- **What to do**:
Exactly reproduce the data from its first line through the line with "from five answers", leaving out every line after it.

[Given entries Boundary: Start]

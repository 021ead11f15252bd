//! Conductor Core - Headless City Paint Estimator
//!
//! This crate provides the estimator's conversation logic, completely
//! independent of any UI framework. It can drive a TUI, a line-mode terminal,
//! or run headless for testing/automation.
//!
//! # Architecture
//!
//! ```text
//! ┌──────────────────────────────────────────────────────────────┐
//! │                        UI Surfaces                           │
//! │        ┌─────────┐        ┌─────────┐        ┌──────────┐    │
//! │        │   TUI   │        │  REPL   │        │ Headless │    │
//! │        │(ratatui)│        │ (stdin) │        │ (tests)  │    │
//! │        └────┬────┘        └────┬────┘        └────┬─────┘    │
//! │             └──────────────────┼──────────────────┘          │
//! │                    SurfaceEvent (up)                         │
//! │                  ConductorMessage (down)                     │
//! └────────────────────────────────┼─────────────────────────────┘
//!                                  │
//! ┌────────────────────────────────┼─────────────────────────────┐
//! │                        CONDUCTOR CORE                        │
//! │  ┌─────────────────────────────┴──────────────────────────┐  │
//! │  │                       Conductor                        │  │
//! │  │  ┌────────────┐  ┌────────────┐  ┌──────────────────┐  │  │
//! │  │  │  Session   │  │ Controller │  │    Estimator     │  │  │
//! │  │  │   State    │  │  (phases)  │  │  (pure compute)  │  │  │
//! │  │  └────────────┘  └────────────┘  └──────────────────┘  │  │
//! │  └────────────────────────────────────────────────────────┘  │
//! └──────────────────────────────────────────────────────────────┘
//! ```
//!
//! # Key Types
//!
//! - [`Conductor`]: Event-driven owner of one session
//! - [`Controller`]: The questionnaire state machine
//! - [`SessionState`]: Transcript, answers and progress of one conversation
//! - [`estimator::compute`]: Paint quantities from five answers
//! - [`SessionRegistry`]: Many sessions keyed by [`SessionId`]
//!
//! # Quick Start
//!
//! ```ignore
//! use estimator_conductor::{load_config, Conductor, SurfaceEvent};
//! use tokio::sync::mpsc;
//!
//! #[tokio::main]
//! async fn main() -> anyhow::Result<()> {
//!     let (tx, mut rx) = mpsc::channel(100);
//!     let mut conductor = Conductor::new(load_config()?, tx);
//!     conductor.start().await?;
//!
//!     conductor
//!         .handle_event(SurfaceEvent::from_input_line("both"))
//!         .await?;
//!
//!     while let Ok(msg) = rx.try_recv() {
//!         // Render message to UI
//!     }
//!     Ok(())
//! }
//! ```
//!
//! # No TUI Dependencies
//!
//! This crate has **zero** dependencies on ratatui, crossterm, or any other
//! UI framework.

#![deny(missing_docs)]
#![deny(clippy::all)]
#![warn(clippy::pedantic)]
#![allow(clippy::module_name_repetitions)]

pub mod backend;
pub mod conductor;
pub mod config;
pub mod controller;
pub mod estimator;
pub mod events;
pub mod messages;
pub mod questions;
pub mod registry;
pub mod security;
pub mod session;
pub mod validation;

// Re-exports for convenience
pub use backend::{
    load_dotenv, load_dotenv_from, CredentialError, ModelClientConfig, DEFAULT_API_KEY_VAR,
    DEFAULT_MODEL,
};
pub use conductor::{Conductor, ConductorConfig, HELP_TEXT};
pub use config::{
    default_config_path, load_config, load_config_from_path, ConfigError, ConfigSource,
    EstimatorToml,
};
pub use controller::{
    format_summary, is_affirmative, AnswerOutcome, Controller, ControllerError, RestartDecision,
    AFFIRMATIVE_TOKENS, APP_CAPTION, APP_TITLE, CLOSING_MESSAGE, RESTART_PROMPT,
};
pub use estimator::{
    compute, EstimateError, EstimateInput, EstimateParams, EstimateResult, Scope, MAX_COATS,
};
pub use events::{SurfaceCapabilities, SurfaceEvent, SurfaceType};
pub use messages::{
    ConductorMessage, ConductorState, EventId, MessageId, MessageRole, NotifyLevel, SessionId,
};
pub use questions::{questionnaire, Question, QuestionKey, QuestionKind, QUESTIONS};
pub use registry::{RegistryError, SessionRegistry, SubmitReport};
pub use security::{ConductorLimits, InputValidator, ValidationResult};
pub use session::{HistoryEntry, Phase, SessionState};
pub use validation::{validate_answer, Advisory, AnswerValue, ValidationError};
//! TOML Configuration File Support
//!
//! Loads the Conductor configuration from an optional TOML file at
//! `~/.config/city-paint-estimator/config.toml`.
//!
//! # Configuration Priority
//!
//! Configuration values are loaded with the following priority (highest first):
//! 1. Environment variables
//! 2. TOML configuration file
//! 3. Default values
//!
//! # Example Configuration
//!
//! ```toml
//! [estimate]
//! can_volume = 18.0
//! loss_rate = 0.08
//! coverage = 12.0
//! openings_rate = 0.15
//!
//! [model]
//! name = "gemini-2.0-flash"
//! api_key_env = "GOOGLE_API_KEY"
//!
//! [security]
//! max_message_size = 4096
//! max_command_args = 4
//! ```

use std::path::{Path, PathBuf};

use serde::{Deserialize, Serialize};
use thiserror::Error;

use crate::conductor::ConductorConfig;

/// Environment variable pointing at an explicit config file
pub const CONFIG_PATH_ENV: &str = "PAINT_ESTIMATOR_CONFIG";

// =============================================================================
// Error Types
// =============================================================================

/// Errors that can occur when loading configuration
#[derive(Debug, Error)]
pub enum ConfigError {
    /// Failed to read config file
    #[error("Failed to read config file at {path}: {source}")]
    ReadError {
        /// The path that was attempted
        path: PathBuf,
        /// The underlying IO error
        source: std::io::Error,
    },

    /// Failed to parse TOML
    #[error("Failed to parse TOML config: {0}")]
    ParseError(#[from] toml::de::Error),

    /// Invalid configuration value
    #[error("Invalid configuration: {0}")]
    ValidationError(String),
}

// =============================================================================
// Configuration Source Tracking
// =============================================================================

/// Tracks where the configuration came from
#[derive(Clone, Copy, Debug, PartialEq, Eq, Serialize, Deserialize)]
pub enum ConfigSource {
    /// At least one value from an environment variable
    Env,
    /// Values from the TOML configuration file
    File,
    /// Default values only
    Default,
}

impl std::fmt::Display for ConfigSource {
    fn fmt(&self, f: &mut std::fmt::Formatter<'_>) -> std::fmt::Result {
        match self {
            Self::Env => write!(f, "environment"),
            Self::File => write!(f, "config file"),
            Self::Default => write!(f, "default"),
        }
    }
}

// =============================================================================
// TOML Configuration Structures
// =============================================================================

/// Estimate constants section
#[derive(Clone, Debug, Default, Serialize, Deserialize)]
#[serde(default)]
pub struct EstimateToml {
    /// Litres per can
    pub can_volume: Option<f64>,
    /// Waste overhead fraction
    pub loss_rate: Option<f64>,
    /// m² per litre
    pub coverage: Option<f64>,
    /// Door/window fraction
    pub openings_rate: Option<f64>,
}

/// Language model section
#[derive(Clone, Debug, Default, Serialize, Deserialize)]
#[serde(default)]
pub struct ModelToml {
    /// Model identifier
    pub name: Option<String>,
    /// Environment variable holding the API key
    pub api_key_env: Option<String>,
}

/// Security section
#[derive(Clone, Debug, Default, Serialize, Deserialize)]
#[serde(default)]
pub struct SecurityToml {
    /// Maximum message size in bytes
    pub max_message_size: Option<usize>,
    /// Maximum arguments per command
    pub max_command_args: Option<usize>,
}

/// Top-level TOML configuration structure
#[derive(Clone, Debug, Default, Serialize, Deserialize)]
#[serde(default)]
pub struct EstimatorToml {
    /// Estimate constants
    pub estimate: EstimateToml,
    /// Language model
    pub model: ModelToml,
    /// Input limits
    pub security: SecurityToml,
}

// =============================================================================
// Configuration Loading
// =============================================================================

/// Get the default configuration file path
///
/// `$PAINT_ESTIMATOR_CONFIG` if set, else
/// `$XDG_CONFIG_HOME/city-paint-estimator/config.toml`.
#[must_use]
pub fn default_config_path() -> Option<PathBuf> {
    if let Ok(path) = std::env::var(CONFIG_PATH_ENV) {
        return Some(PathBuf::from(path));
    }
    dirs::config_dir().map(|p| p.join("city-paint-estimator").join("config.toml"))
}

/// Load configuration from the default path and the process environment
///
/// # Errors
///
/// Returns an error if the config file exists but cannot be read or parsed,
/// or if the resulting estimate constants are invalid. A missing config file
/// is not an error.
pub fn load_config() -> Result<ConductorConfig, ConfigError> {
    load_config_from_path(default_config_path().as_deref(), |name| {
        std::env::var(name).ok()
    })
}

/// Load configuration from a specific path with a custom environment lookup
///
/// # Errors
///
/// Same as [`load_config`].
pub fn load_config_from_path<F>(path: Option<&Path>, env: F) -> Result<ConductorConfig, ConfigError>
where
    F: Fn(&str) -> Option<String>,
{
    let mut config = ConductorConfig::default();

    if let Some(config_path) = path {
        if config_path.exists() {
            let toml_content =
                std::fs::read_to_string(config_path).map_err(|e| ConfigError::ReadError {
                    path: config_path.to_path_buf(),
                    source: e,
                })?;

            let toml_config: EstimatorToml = toml::from_str(&toml_content)?;
            apply_toml_config(&mut config, &toml_config);
            config.config_file_path = Some(config_path.to_path_buf());
            config.source = ConfigSource::File;

            tracing::info!(
                path = %config_path.display(),
                "Loaded configuration from file"
            );
        } else {
            tracing::debug!(
                path = %config_path.display(),
                "Config file not found, using defaults"
            );
        }
    }

    apply_env_config(&mut config, env)?;

    config
        .estimate
        .validate()
        .map_err(|e| ConfigError::ValidationError(e.to_string()))?;

    Ok(config)
}

/// Apply TOML configuration values to the config struct
fn apply_toml_config(config: &mut ConductorConfig, toml: &EstimatorToml) {
    if let Some(v) = toml.estimate.can_volume {
        config.estimate.can_volume = v;
    }
    if let Some(v) = toml.estimate.loss_rate {
        config.estimate.loss_rate = v;
    }
    if let Some(v) = toml.estimate.coverage {
        config.estimate.coverage = v;
    }
    if let Some(v) = toml.estimate.openings_rate {
        config.estimate.openings_rate = v;
    }

    if let Some(ref name) = toml.model.name {
        config.model = name.clone();
    }
    if let Some(ref var) = toml.model.api_key_env {
        config.api_key_var = var.clone();
    }

    if let Some(size) = toml.security.max_message_size {
        config.limits.max_message_size = size;
    }
    if let Some(n) = toml.security.max_command_args {
        config.limits.max_command_args = n;
    }
}

/// Apply environment variable overrides to the config
fn apply_env_config<F>(config: &mut ConductorConfig, env: F) -> Result<(), ConfigError>
where
    F: Fn(&str) -> Option<String>,
{
    let float = |name: &str| -> Result<Option<f64>, ConfigError> {
        env(name)
            .map(|raw| {
                raw.trim().parse::<f64>().map_err(|_| {
                    ConfigError::ValidationError(format!("{name} is not a number: {raw:?}"))
                })
            })
            .transpose()
    };

    let mut touched = false;
    for (name, slot) in [
        ("PAINT_CAN_VOLUME", &mut config.estimate.can_volume),
        ("PAINT_LOSS_RATE", &mut config.estimate.loss_rate),
        ("PAINT_COVERAGE", &mut config.estimate.coverage),
        ("PAINT_OPENINGS_RATE", &mut config.estimate.openings_rate),
    ] {
        if let Some(v) = float(name)? {
            *slot = v;
            touched = true;
        }
    }

    if let Some(model) = env("PAINT_ESTIMATOR_MODEL") {
        config.model = model;
        touched = true;
    }
    if let Some(var) = env("PAINT_ESTIMATOR_KEY_VAR") {
        config.api_key_var = var;
        touched = true;
    }
    for (name, slot) in [
        (
            "PAINT_ESTIMATOR_MAX_MESSAGE_SIZE",
            &mut config.limits.max_message_size,
        ),
        (
            "PAINT_ESTIMATOR_MAX_COMMAND_ARGS",
            &mut config.limits.max_command_args,
        ),
    ] {
        if let Some(raw) = env(name) {
            *slot = raw.trim().parse::<usize>().map_err(|_| {
                ConfigError::ValidationError(format!(
                    "{name} is not a whole number: {raw:?}"
                ))
            })?;
            touched = true;
        }
    }

    if touched {
        config.source = ConfigSource::Env;
    }
    Ok(())
}

// =============================================================================
// Tests
// =============================================================================

#[cfg(test)]
mod tests {
    use super::*;
    use std::collections::HashMap;
    use std::io::Write;
    use tempfile::NamedTempFile;

    fn no_env(_: &str) -> Option<String> {
        None
    }

    #[test]
    fn test_defaults_without_file() {
        let config = load_config_from_path(None, no_env).unwrap();
        assert_eq!(config.source, ConfigSource::Default);
        assert!((config.estimate.can_volume - 20.0).abs() < f64::EPSILON);
        assert_eq!(config.model, "gemini-2.0-flash");
        assert_eq!(config.api_key_var, "GOOGLE_API_KEY");
    }

    #[test]
    fn test_missing_file_is_not_an_error() {
        let dir = tempfile::tempdir().unwrap();
        let path = dir.path().join("absent.toml");
        let config = load_config_from_path(Some(&path), no_env).unwrap();
        assert_eq!(config.source, ConfigSource::Default);
        assert!(config.config_file_path.is_none());
    }

    #[test]
    fn test_parse_valid_toml() {
        let toml_content = r#"
[estimate]
can_volume = 18.0
coverage = 12.0

[model]
name = "custom-model"
api_key_env = "MY_KEY"

[security]
max_message_size = 512
"#;
        let mut file = NamedTempFile::new().unwrap();
        file.write_all(toml_content.as_bytes()).unwrap();

        let config = load_config_from_path(Some(file.path()), no_env).unwrap();

        assert_eq!(config.source, ConfigSource::File);
        assert!((config.estimate.can_volume - 18.0).abs() < f64::EPSILON);
        assert!((config.estimate.coverage - 12.0).abs() < f64::EPSILON);
        // untouched values keep defaults
        assert!((config.estimate.loss_rate - 0.05).abs() < f64::EPSILON);
        assert_eq!(config.model, "custom-model");
        assert_eq!(config.api_key_var, "MY_KEY");
        assert_eq!(config.limits.max_message_size, 512);
        assert_eq!(config.config_file_path.as_deref(), Some(file.path()));
    }

    #[test]
    fn test_env_overrides_file() {
        let mut file = NamedTempFile::new().unwrap();
        file.write_all(b"[estimate]\ncan_volume = 18.0\n").unwrap();

        let env: HashMap<&str, &str> = [
            ("PAINT_CAN_VOLUME", "5"),
            ("PAINT_ESTIMATOR_MODEL", "env-model"),
        ]
        .into_iter()
        .collect();

        let config = load_config_from_path(Some(file.path()), |name| {
            env.get(name).map(|v| (*v).to_string())
        })
        .unwrap();

        assert_eq!(config.source, ConfigSource::Env);
        assert!((config.estimate.can_volume - 5.0).abs() < f64::EPSILON);
        assert_eq!(config.model, "env-model");
    }

    #[test]
    fn test_invalid_toml() {
        let mut file = NamedTempFile::new().unwrap();
        file.write_all(b"[estimate\ncan_volume = ").unwrap();
        let err = load_config_from_path(Some(file.path()), no_env).unwrap_err();
        assert!(matches!(err, ConfigError::ParseError(_)));
    }

    #[test]
    fn test_invalid_estimate_constants_rejected() {
        let mut file = NamedTempFile::new().unwrap();
        file.write_all(b"[estimate]\nopenings_rate = 1.5\n").unwrap();
        let err = load_config_from_path(Some(file.path()), no_env).unwrap_err();
        assert!(matches!(err, ConfigError::ValidationError(_)));
    }

    #[test]
    fn test_non_numeric_env_rejected() {
        let err = load_config_from_path(None, |name| {
            (name == "PAINT_COVERAGE").then(|| "lots".to_string())
        })
        .unwrap_err();
        assert!(err.to_string().contains("PAINT_COVERAGE"));
    }

    #[test]
    fn test_non_numeric_limit_env_rejected() {
        for var in [
            "PAINT_ESTIMATOR_MAX_MESSAGE_SIZE",
            "PAINT_ESTIMATOR_MAX_COMMAND_ARGS",
        ] {
            let err = load_config_from_path(None, |name| (name == var).then(|| "-3".to_string()))
                .unwrap_err();
            assert!(matches!(err, ConfigError::ValidationError(_)));
            assert!(err.to_string().contains(var));
        }

        let config = load_config_from_path(None, |name| {
            (name == "PAINT_ESTIMATOR_MAX_COMMAND_ARGS").then(|| " 8 ".to_string())
        })
        .unwrap();
        assert_eq!(config.limits.max_command_args, 8);
    }
}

[Given entries Boundary: End]

- **Solution to this exercise**:
repository 021ead11f15252bd
//! Conductor Core - Headless City Paint Estimator
//!
//! This crate provides the estimator's conversation logic, completely
//! independent of any UI framework. It can drive a TUI, a line-mode terminal,
//! or run headless for testing/automation.
//!
//! # Architecture
//!
//! ```text
//! ┌──────────────────────────────────────────────────────────────┐
//! │                        UI Surfaces                           │
//! │        ┌─────────┐        ┌─────────┐        ┌──────────┐    │
//! │        │   TUI   │        │  REPL   │        │ Headless │    │
//! │        │(ratatui)│        │ (stdin) │        │ (tests)  │    │
//! │        └────┬────┘        └────┬────┘        └────┬─────┘    │
//! │             └──────────────────┼──────────────────┘          │
//! │                    SurfaceEvent (up)                         │
//! │                  ConductorMessage (down)                     │
//! └────────────────────────────────┼─────────────────────────────┘
//!                                  │
//! ┌────────────────────────────────┼─────────────────────────────┐
//! │                        CONDUCTOR CORE                        │
//! │  ┌─────────────────────────────┴──────────────────────────┐  │
//! │  │                       Conductor                        │  │
//! │  │  ┌────────────┐  ┌────────────┐  ┌──────────────────┐  │  │
//! │  │  │  Session   │  │ Controller │  │    Estimator     │  │  │
//! │  │  │   State    │  │  (phases)  │  │  (pure compute)  │  │  │
//! │  │  └────────────┘  └────────────┘  └──────────────────┘  │  │
//! │  └────────────────────────────────────────────────────────┘  │
//! └──────────────────────────────────────────────────────────────┘
//! ```
//!
//! # Key Types
//!
//! - [`Conductor`]: Event-driven owner of one session
//! - [`Controller`]: The questionnaire state machine
//! - [`SessionState`]: Transcript, answers and progress of one conversation
//! - [`estimator::compute`]: Paint quantities from five answers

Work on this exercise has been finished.